Проспал часов двенадцать, наверно. Утром, как ни в чем не бывало, прихожу в школу, а меня уже у порога встречают: завуч и директор. Я понять не могу, чего они меня в учительскую поволокли – неужели эти комики с аптечного склада про ту коробку разнюхали и доложили. Испугался: всё, думаю, дело пришьют, в тюрьму посадят, похоронил свою юность беспечную. Они меня начинают пытать: с кем был, во сколько домой пришел. Я, без всякой задней мысли, рассказал, что мы с Бесчастным с аптечного склада поехали сразу в парк, там сидели на скамейке, разговаривали. Они опять: пили что-нибудь? Я им, мол, о чем вы, Нина Васильевна, как можно. «Так, говоришь, до вечера просидели в парке?» – «Да, я в восемь к себе домой зашел». – «Но Бесчастный в четыре был уже в психо-неврологическом диспансере! Никитин, если ты сейчас не скажешь правду, у тебя будут проблемы!» Я прямо и оторопел: «Вы что, говорю, нас Воронов Денис видел, и Кирюхина там мимо проходила, это часов в семь было».
Вызывают они Кирюхину Таньку, та в отказ – она, дескать, в это время была в кино со своим бой-фрэндом. Дениса позвали, тот тоже дома сидел, готовился к олимпиаде по химии. Я весь на измене, можешь себе представить, уже думаю: а я сам-то где тогда был? Ну, покололи меня, короче, насчет таблеток этих долбанных. Я у родителей потом аккуратно разузнал, во сколько пришел и чем занимался: оказалось, в два часа я уже дома был, весёлый такой, рассказывал отцу про свои изыскания в области полупроводников, потом сидел и ковырялся в компьютере, а после ужина сразу вырубился. Представляешь?
Но с Глебом еще хлеще история получилась. Мы действительно вместе сели в автобус, только я вышел на своей остановке (прикинь – а кому я тогда стакан с газировкой отдал, ха-ха-ха, до сих пор голову ломаю), а ему нужно было дальше еще две проехать. Тут, как он рассказывал потом: садится напротив девушка, ну супер – вся такая загорелая, синеглазая, с черными волосами, и на него пялится. А Глеб, ты же знаешь, просто так этого... гм… раньше не спускал на тормозах – слово за слово, чай-кофе-потанцуем, пошли они куда-то в сквер и, в общем, говорит, я до ночи с ней про звёзды и луну, пока комарики не стали под вечер за голый зад его… это… за голые руки цапать… и шею. Говорит, проводил до дому, договорились о встрече, причем она была такая многообещающая, свой домашний телефончик ему оставила… О, кстати, такой же номерок, как и сейчас у него, только тогда, конечно, мы посмеялись: не существующий номер с необычным именем – то ли Лимера, то ли Люсьена, да один хрен, потому что пока ему казалось, что он с ней зажигает, на самом деле он в психушке на подушку давил. В автобусе его на самом деле так растащило, что он начал цепляться ко всем молодым тёткам, предлагая руку и сердце – ну, спермотоксикоз подростковый, Бог мой, большое дело – что его кондукторша с водителем сдали при первой возможности патрульному экипажу, а те, прочухав, что парнишка под кайфом, свезли в психушку.

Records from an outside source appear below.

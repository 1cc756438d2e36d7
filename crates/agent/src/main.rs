#![forbid(unsafe_code)]

mod cli;
mod commands;
mod packet_io;
mod reload;
mod shutdown;
mod startup;

use anyhow::Result;

use cli::Command;

#[tokio::main]
async fn main() -> Result<()> {
    let cli = cli::parse();

    match cli.command.clone().unwrap_or_else(Command::default_run) {
        Command::Version => {
            println!("mmb-agent {}", env!("CARGO_PKG_VERSION"));
            Ok(())
        }

        Command::Run {
            batch_size,
            dump_metrics,
        } => startup::run(&cli, batch_size, dump_metrics).await,

        Command::Check => {
            let config = startup::load_config(&cli)?;
            commands::cmd_check(&config).await
        }

        Command::Eval { packet, ingress } => {
            let config = startup::load_config(&cli)?;
            commands::cmd_eval(&config, &packet, ingress)
        }
    }
}
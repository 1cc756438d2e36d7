use std::collections::HashMap;

use domain::table::{ClassifierError, TableHandle};
use ports::secondary::interface_port::InterfaceAttachPort;
use tracing::info;

/// Records which chain head each ingress interface classifies against.
#[derive(Debug, Default)]
pub struct InterfaceRegistry {
    attached: HashMap<u32, TableHandle>,
}

impl InterfaceRegistry {
    pub fn new() -> Self {
        Self::default()
    }

    pub fn attached(&self, interface: u32) -> Option<TableHandle> {
        self.attached.get(&interface).copied()
    }

    pub fn len(&self) -> usize {
        self.attached.len()
    }

    pub fn is_empty(&self) -> bool {
        self.attached.is_empty()
    }
}

impl InterfaceAttachPort for InterfaceRegistry {
    fn attach(&mut self, table: TableHandle, interface: u32) -> Result<(), ClassifierError> {
        let previous = self.attached.insert(interface, table);
        info!(interface, table = %table, ?previous, "classifier head attached");
        Ok(())
    }

    fn detach(&mut self, interface: u32) -> Result<(), ClassifierError> {
        let table = self
            .attached
            .remove(&interface)
            .ok_or(ClassifierError::InterfaceNotAttached { interface })?;
        info!(interface, table = %table, "classifier head detached");
        Ok(())
    }
}
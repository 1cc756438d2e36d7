use std::fmt;

/// TCP option to be inserted by an `add` target.
#[derive(Debug, Clone, PartialEq, Eq)]
pub struct TcpOptionValue {
    pub kind: u8,
    pub value: Vec<u8>,
}

/// 256-bit set of TCP option kinds to strip.
///
/// In blacklist mode a set bit marks an option to remove. The first
/// negated `strip` switches to whitelist mode: every bit starts set and
/// each named option is cleared (kept).
#[derive(Debug, Clone, Copy, PartialEq, Eq, Default)]
pub struct OptionStripList {
    bits: [u64; 4],
    whitelist: bool,
    active: bool,
}

impl OptionStripList {
    pub fn new() -> Self {
        Self::default()
    }

    /// Record a strip of `kind` (`None` = every option). Returns `false`
    /// when the polarity conflicts with earlier strips.
    pub fn record(&mut self, kind: Option<u8>, negated: bool) -> bool {
        if self.active {
            if self.whitelist != negated {
                return false;
            }
        } else {
            self.active = true;
            if negated {
                self.whitelist = true;
                self.bits = [u64::MAX; 4];
            }
        }
        let keep = self.whitelist;
        match kind {
            Some(k) => self.set(k, !keep),
            None => self.bits = if keep { [0; 4] } else { [u64::MAX; 4] },
        }
        true
    }

    fn set(&mut self, kind: u8, on: bool) {
        let word = usize::from(kind / 64);
        let bit = 1u64 << (kind % 64);
        if on {
            self.bits[word] |= bit;
        } else {
            self.bits[word] &= !bit;
        }
    }

    pub fn strips(&self, kind: u8) -> bool {
        self.bits[usize::from(kind / 64)] & (1u64 << (kind % 64)) != 0
    }

    pub fn is_active(&self) -> bool {
        self.active
    }

    pub fn is_whitelist(&self) -> bool {
        self.whitelist
    }

    pub fn kinds(&self) -> impl Iterator<Item = u8> + '_ {
        (0..=u8::MAX).filter(|k| self.strips(*k))
    }
}

impl fmt::Display for OptionStripList {
    fn fmt(&self, f: &mut fmt::Formatter<'_>) -> fmt::Result {
        let listed = |strip: bool| {
            (0..=u8::MAX)
                .filter(|k| self.strips(*k) == strip)
                .map(|k| k.to_string())
                .collect::<Vec<_>>()
                .join(",")
        };
        if self.whitelist {
            write!(f, "strip all except [{}]", listed(false))
        } else {
            write!(f, "strip [{}]", listed(true))
        }
    }
}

Вот такие были куражи! Но, надо сказать, я после этого случая собрал всю эту хрень из аптечек и в мусорку спустил. Коробочки только оставил, потом за них неплохой профит поимел, на новый индикатор хватило.

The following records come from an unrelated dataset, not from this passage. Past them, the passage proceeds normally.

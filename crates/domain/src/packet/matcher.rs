//! First-match rule evaluation over raw packet bytes.

use crate::field::{FieldKind, FieldSpec, prefix_mask, read_be};
use crate::rule::{Condition, MatchPredicate, Rule};

use super::view::PacketLayout;

/// Whether `rule` is eligible for the packet and all its predicates hold.
pub fn rule_matches(
    rule: &Rule,
    packet: &[u8],
    layout: &PacketLayout,
    ingress: Option<u32>,
) -> bool {
    if rule.l3 != layout.l3 {
        return false;
    }
    let Some(l4) = layout.l4 else {
        return false;
    };
    if rule.l4.is_some_and(|r| r != l4) {
        return false;
    }
    if let Some(iface) = rule.in_interface
        && ingress != Some(iface)
    {
        return false;
    }
    rule.matches
        .iter()
        .all(|p| predicate_holds(p, packet, layout))
}

/// Index of the first matching rule.
pub fn first_match<'a, I>(
    rules: I,
    packet: &[u8],
    layout: &PacketLayout,
    ingress: Option<u32>,
) -> Option<usize>
where
    I: IntoIterator<Item = &'a Rule>,
{
    rules
        .into_iter()
        .position(|r| rule_matches(r, packet, layout, ingress))
}

/// A predicate that cannot be evaluated (field absent from this packet)
/// never holds, regardless of negation.
fn predicate_holds(p: &MatchPredicate, packet: &[u8], layout: &PacketLayout) -> bool {
    let spec = p.field.spec();
    let outcome = match spec.kind {
        FieldKind::TcpOption(_) => option_holds(p, packet, layout),
        FieldKind::Payload => payload_holds(p, spec, packet, layout),
        FieldKind::Address => address_holds(p, spec, packet, layout),
        FieldKind::Scalar | FieldKind::Flag | FieldKind::EcnAlias(_) => {
            scalar_holds(p, spec, packet, layout)
        }
        FieldKind::Meta => None,
    };
    outcome.is_some_and(|hit| hit != p.negated)
}

fn condition(p: &MatchPredicate) -> Condition {
    p.condition.unwrap_or(Condition::Eq)
}

fn read_span(spec: &FieldSpec, packet: &[u8], layout: &PacketLayout) -> Option<u128> {
    let range = layout.field_range(spec)?;
    packet.get(range).map(read_be)
}

fn scalar_holds(
    p: &MatchPredicate,
    spec: &FieldSpec,
    packet: &[u8],
    layout: &PacketLayout,
) -> Option<bool> {
    let raw = read_span(spec, packet, layout)?;
    let actual = (raw & spec.mask) >> spec.shift;
    Some(condition(p).holds(actual, read_be(&p.value)))
}

fn address_holds(
    p: &MatchPredicate,
    spec: &FieldSpec,
    packet: &[u8],
    layout: &PacketLayout,
) -> Option<bool> {
    let raw = read_span(spec, packet, layout)?;
    let (prefix, addr) = p.value.split_last()?;
    let mask = prefix_mask(usize::from(spec.span), *prefix);
    Some(condition(p).holds(raw & mask, read_be(addr) & mask))
}

fn payload_holds(
    p: &MatchPredicate,
    spec: &FieldSpec,
    packet: &[u8],
    layout: &PacketLayout,
) -> Option<bool> {
    let range = layout.payload_range(spec.layer, packet)?;
    let payload = packet.get(range)?;
    let prefix = payload.starts_with(&p.value);
    match condition(p) {
        Condition::Eq => Some(prefix),
        Condition::Ne => Some(!prefix),
        _ => None,
    }
}

fn option_holds(p: &MatchPredicate, packet: &[u8], layout: &PacketLayout) -> Option<bool> {
    let kind = p.option_kind?;
    layout.transport_len(packet)?;
    let found = layout.tcp_options(packet).find(|(k, _)| *k == kind);
    if p.is_unary() {
        return Some(found.is_some());
    }
    let Some((_, data)) = found else {
        return Some(false);
    };
    let cond = condition(p);
    if data.len() <= 16 && p.value.len() <= 16 {
        return Some(cond.holds(read_be(data), read_be(&p.value)));
    }
    match cond {
        Condition::Eq => Some(data == p.value.as_slice()),
        Condition::Ne => Some(data != p.value.as_slice()),
        _ => None,
    }
}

– А Глеб? – спросила Светлана.
– После этого случая мы как раз и закорефанились. Его в больнице три дня продержали на детоксикации, под капельницей. Я когда на следующий день к нему пришел в палату, мы ржали до упаду, рассказывая друг другу свои «глюки». Медсёстры меня палками выгоняли оттуда. В школе был разбор на педсовете, но мы были на хорошем счету, списали всё на чрезмерную любознательность, мы дали честное благородное слово, что никогда в жизни такого не повторится. Потом вся эта кутерьма, конечно, забылась – госэкзамены, институт…

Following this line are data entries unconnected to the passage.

//! Turns raw predicates and targets into a validated [`Rule`].

use crate::common::entity::{NetworkProtocol, TransportProtocol};
use crate::field::{Field, FieldKind, Layer, read_be};

use super::entity::{Condition, MatchPredicate, Rule, TargetAction, TargetKeyword};
use super::error::RuleError;
use super::option::{OptionStripList, TcpOptionValue};

#[derive(Default)]
struct Scope {
    l3: Option<NetworkProtocol>,
    l4: Option<TransportProtocol>,
}

impl Scope {
    fn note_layer(&mut self, layer: Layer) -> Result<(), RuleError> {
        if let Some(l3) = layer.network() {
            self.note_l3(l3)?;
        }
        if let Some(l4) = layer.transport() {
            match self.l4 {
                Some(seen) if seen != l4 => return Err(RuleError::MultipleL4),
                _ => self.l4 = Some(l4),
            }
        }
        Ok(())
    }

    fn note_l3(&mut self, l3: NetworkProtocol) -> Result<(), RuleError> {
        match self.l3 {
            Some(seen) if seen != l3 => Err(RuleError::MultipleL3),
            _ => {
                self.l3 = Some(l3);
                Ok(())
            }
        }
    }
}

pub(super) fn build(
    matches: Vec<MatchPredicate>,
    targets: Vec<TargetAction>,
) -> Result<Rule, RuleError> {
    let mut scope = Scope::default();
    let mut rule = Rule {
        matches: Vec::new(),
        targets: Vec::new(),
        l3: NetworkProtocol::default(),
        l4: None,
        in_interface: None,
        out_interface: None,
        has_tcp_options_in_match: false,
        has_tcp_options_in_target: false,
        option_strips: OptionStripList::new(),
        option_adds: Vec::new(),
        option_mods: Vec::new(),
    };

    validate_matches(&mut rule, &mut scope, matches)?;
    validate_targets(&mut rule, &mut scope, targets)?;

    rule.l3 = scope.l3.unwrap_or_default();
    rule.l4 = scope.l4;
    Ok(rule)
}

fn validate_matches(
    rule: &mut Rule,
    scope: &mut Scope,
    matches: Vec<MatchPredicate>,
) -> Result<(), RuleError> {
    if matches.iter().any(|m| m.field == Field::All) {
        let [only] = matches.as_slice() else {
            return Err(RuleError::AllNotAlone);
        };
        if !only.is_unary() || only.negated {
            return Err(RuleError::AllNotAlone);
        }
        return Ok(());
    }

    for mut m in matches {
        let spec = m.field.spec();
        scope.note_layer(spec.layer)?;

        if m.condition.is_none() && !m.value.is_empty() {
            m.condition = Some(Condition::Eq);
        }

        match spec.kind {
            FieldKind::Meta => validate_meta_match(rule, scope, &m)?,
            FieldKind::EcnAlias(code) => {
                if !m.is_unary() {
                    return Err(RuleError::UnexpectedValue { field: m.field });
                }
                rule.matches.push(MatchPredicate {
                    field: Field::IpEcn,
                    option_kind: None,
                    condition: Some(Condition::Eq),
                    negated: m.negated,
                    value: vec![code],
                });
            }
            FieldKind::Flag => {
                if m.is_unary() {
                    m.condition = Some(Condition::Eq);
                    m.value = vec![1];
                }
                rule.matches.push(m);
            }
            FieldKind::TcpOption(kind) => {
                let kind = kind.or(m.option_kind).ok_or(RuleError::MissingOptionKind)?;
                rule.has_tcp_options_in_match = true;
                m.field = Field::TcpOpt;
                m.option_kind = Some(kind);
                rule.matches.push(m);
            }
            FieldKind::Payload => {
                if m.is_unary() {
                    if m.negated {
                        return Err(RuleError::UnsatisfiableUnary { field: m.field });
                    }
                    continue;
                }
                if m.condition.is_some_and(|c| !c.is_equality()) {
                    return Err(RuleError::OrderedPayload { field: m.field });
                }
                if m.value.is_empty() {
                    return Err(RuleError::MissingValue { field: m.field });
                }
                rule.matches.push(m);
            }
            FieldKind::Scalar | FieldKind::Address => {
                if m.is_unary() {
                    // A bare header field only scopes the protocol.
                    if m.negated {
                        return Err(RuleError::UnsatisfiableUnary { field: m.field });
                    }
                    continue;
                }
                if m.value.is_empty() {
                    return Err(RuleError::MissingValue { field: m.field });
                }
                if spec.kind == FieldKind::Address {
                    let prefix = m.value[m.value.len() - 1];
                    if usize::from(prefix) > usize::from(spec.span) * 8 {
                        return Err(RuleError::InvalidValue {
                            field: m.field,
                            reason: "prefix length exceeds address width",
                        });
                    }
                }
                rule.matches.push(m);
            }
        }
    }
    Ok(())
}

fn validate_meta_match(
    rule: &mut Rule,
    scope: &mut Scope,
    m: &MatchPredicate,
) -> Result<(), RuleError> {
    match m.field {
        Field::In | Field::Out => {
            if m.condition != Some(Condition::Eq) || m.negated {
                return Err(RuleError::InvalidInterfaceMatch { field: m.field });
            }
            if m.value.len() != 4 {
                return Err(RuleError::MissingValue { field: m.field });
            }
            let iface = u32::from_be_bytes([m.value[0], m.value[1], m.value[2], m.value[3]]);
            let slot = if m.field == Field::In {
                &mut rule.in_interface
            } else {
                &mut rule.out_interface
            };
            if slot.is_some() {
                return Err(RuleError::MultipleInterfaces { field: m.field });
            }
            *slot = Some(iface);
            Ok(())
        }
        Field::NetProto => {
            if m.condition != Some(Condition::Eq) || m.negated {
                return Err(RuleError::InvalidValue {
                    field: m.field,
                    reason: "net-proto must be compared with '=='",
                });
            }
            let ethertype = u16::try_from(read_be(&m.value)).unwrap_or(0);
            let l3 = NetworkProtocol::from_ethertype(ethertype).ok_or(RuleError::InvalidValue {
                field: m.field,
                reason: "expected ip4 or ip6",
            })?;
            scope.note_l3(l3)
        }
        _ => Err(RuleError::AllNotAlone),
    }
}

fn validate_targets(
    rule: &mut Rule,
    scope: &mut Scope,
    targets: Vec<TargetAction>,
) -> Result<(), RuleError> {
    for mut t in targets {
        let spec = t.field.spec();

        if t.keyword == TargetKeyword::Drop {
            if t.negated {
                return Err(RuleError::NegatedDrop);
            }
            rule.targets.push(t);
            continue;
        }

        scope.note_layer(spec.layer)?;

        match t.field {
            Field::All => {
                if t.keyword != TargetKeyword::Strip || !t.value.is_empty() {
                    return Err(RuleError::AllInTarget);
                }
                if t.negated {
                    return Err(RuleError::NegatedStripAll);
                }
            }
            Field::In | Field::Out | Field::NetProto => {
                return Err(RuleError::InvalidTargetField { field: t.field });
            }
            _ => {}
        }

        match t.keyword {
            TargetKeyword::Strip => {
                let kind = match spec.kind {
                    FieldKind::TcpOption(kind) => {
                        Some(kind.or(t.option_kind).ok_or(RuleError::MissingOptionKind)?)
                    }
                    _ if t.field == Field::All => None,
                    _ => return Err(RuleError::StripRequiresOption),
                };
                if !rule.option_strips.record(kind, t.negated) {
                    return Err(RuleError::InconsistentStripPolarity);
                }
                rule.has_tcp_options_in_target = true;
                scope.note_layer(Layer::Tcp)?;
            }
            TargetKeyword::Add => {
                let FieldKind::TcpOption(kind) = spec.kind else {
                    return Err(RuleError::AddRequiresOption);
                };
                let kind = kind.or(t.option_kind).ok_or(RuleError::MissingOptionKind)?;
                if t.value.is_empty() && !(spec.fixed && spec.len == 0) {
                    return Err(RuleError::MissingValue { field: t.field });
                }
                rule.option_adds.push(TcpOptionValue {
                    kind,
                    value: t.value,
                });
                rule.has_tcp_options_in_target = true;
            }
            TargetKeyword::Modify => match spec.kind {
                FieldKind::TcpOption(kind) => {
                    let kind = kind.or(t.option_kind).ok_or(RuleError::MissingOptionKind)?;
                    t.field = Field::TcpOpt;
                    t.option_kind = Some(kind);
                    rule.option_mods.push(t);
                    rule.has_tcp_options_in_target = true;
                }
                FieldKind::EcnAlias(code) => {
                    if !t.value.is_empty() {
                        return Err(RuleError::UnexpectedValue { field: t.field });
                    }
                    rule.targets.push(TargetAction::modify(Field::IpEcn, &[code]));
                }
                FieldKind::Meta | FieldKind::Payload => {
                    return Err(RuleError::NotModifiable { field: t.field });
                }
                FieldKind::Scalar | FieldKind::Flag | FieldKind::Address => {
                    if t.negated {
                        return Err(RuleError::NotModifiable { field: t.field });
                    }
                    if t.value.is_empty() {
                        return Err(RuleError::MissingValue { field: t.field });
                    }
                    rule.targets.push(t);
                }
            },
            TargetKeyword::Drop => {}
        }
    }
    Ok(())
}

Никитич налил себе еще «граммуличку», и его развязавшийся язык понёс дальше разную околесицу, особо не заботясь о связанности мыслей. Так оно было и лучше, уверилась Света, не нужно было озадачиваться по поводу поддержания разговора и следить за сутью темы. У Ромки их было сразу несколько в одном изречении, и это его, по-видимому, совершенно не смущало.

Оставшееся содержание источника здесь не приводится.